▶ About this task:
Send back the entries below exactly as they appear.

▶ Available data:
-.-.-

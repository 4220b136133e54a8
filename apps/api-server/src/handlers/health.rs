//! Liveness and health endpoints.

use actix_web::{HttpResponse, web};
use serde::Serialize;

use crate::state::AppState;

/// Plain-text liveness banner.
pub const LIVENESS_MESSAGE: &str = "Simple NEWSX server running";

#[derive(Serialize)]
pub struct HealthResponse {
    pub status: &'static str,
    pub version: &'static str,
    pub storage: &'static str,
    pub timestamp: String,
}

/// GET /
pub async fn liveness() -> HttpResponse {
    HttpResponse::Ok()
        .content_type("text/plain; charset=utf-8")
        .body(LIVENESS_MESSAGE)
}

/// Health check endpoint - returns server status.
///
/// GET /health
pub async fn health_check(state: web::Data<AppState>) -> HttpResponse {
    let response = HealthResponse {
        status: "ok",
        version: env!("CARGO_PKG_VERSION"),
        storage: state.storage.as_str(),
        timestamp: chrono::Utc::now().to_rfc3339(),
    };

    HttpResponse::Ok().json(response)
}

-.-.-

▶ Output:
repository 4220b136133e54a8
filename apps/api-server/src/handlers/health.rs
//! Liveness and health endpoints.

use actix_web::{HttpResponse, web};
use serde::Serialize;

use crate::state::AppState;

/// Plain-text liveness banner.
pub const LIVENESS_MESSAGE: &str = "Simple NEWSX server running";

#[derive(Serialize)]
pub struct HealthResponse {
    pub status: &'static str,
    pub version: &'static str,
    pub storage: &'static str,
    pub timestamp: String,
}

/// GET /
pub async fn liveness() -> HttpResponse {
    HttpResponse::Ok()
        .content_type("text/plain; charset=utf-8")
        .body(LIVENESS_MESSAGE)
}

/// Health check endpoint - returns server status.
///
/// GET /health
pub async fn health_check(state: web::Data<AppState>) -> HttpResponse {
    let response = HealthResponse {
        status: "ok",
        version: env!("CARGO_PKG_VERSION"),
        storage: state.storage.as_str(),
        timestamp: chrono::Utc::now().to_rfc3339(),
    };

    HttpResponse::Ok().json(response)
}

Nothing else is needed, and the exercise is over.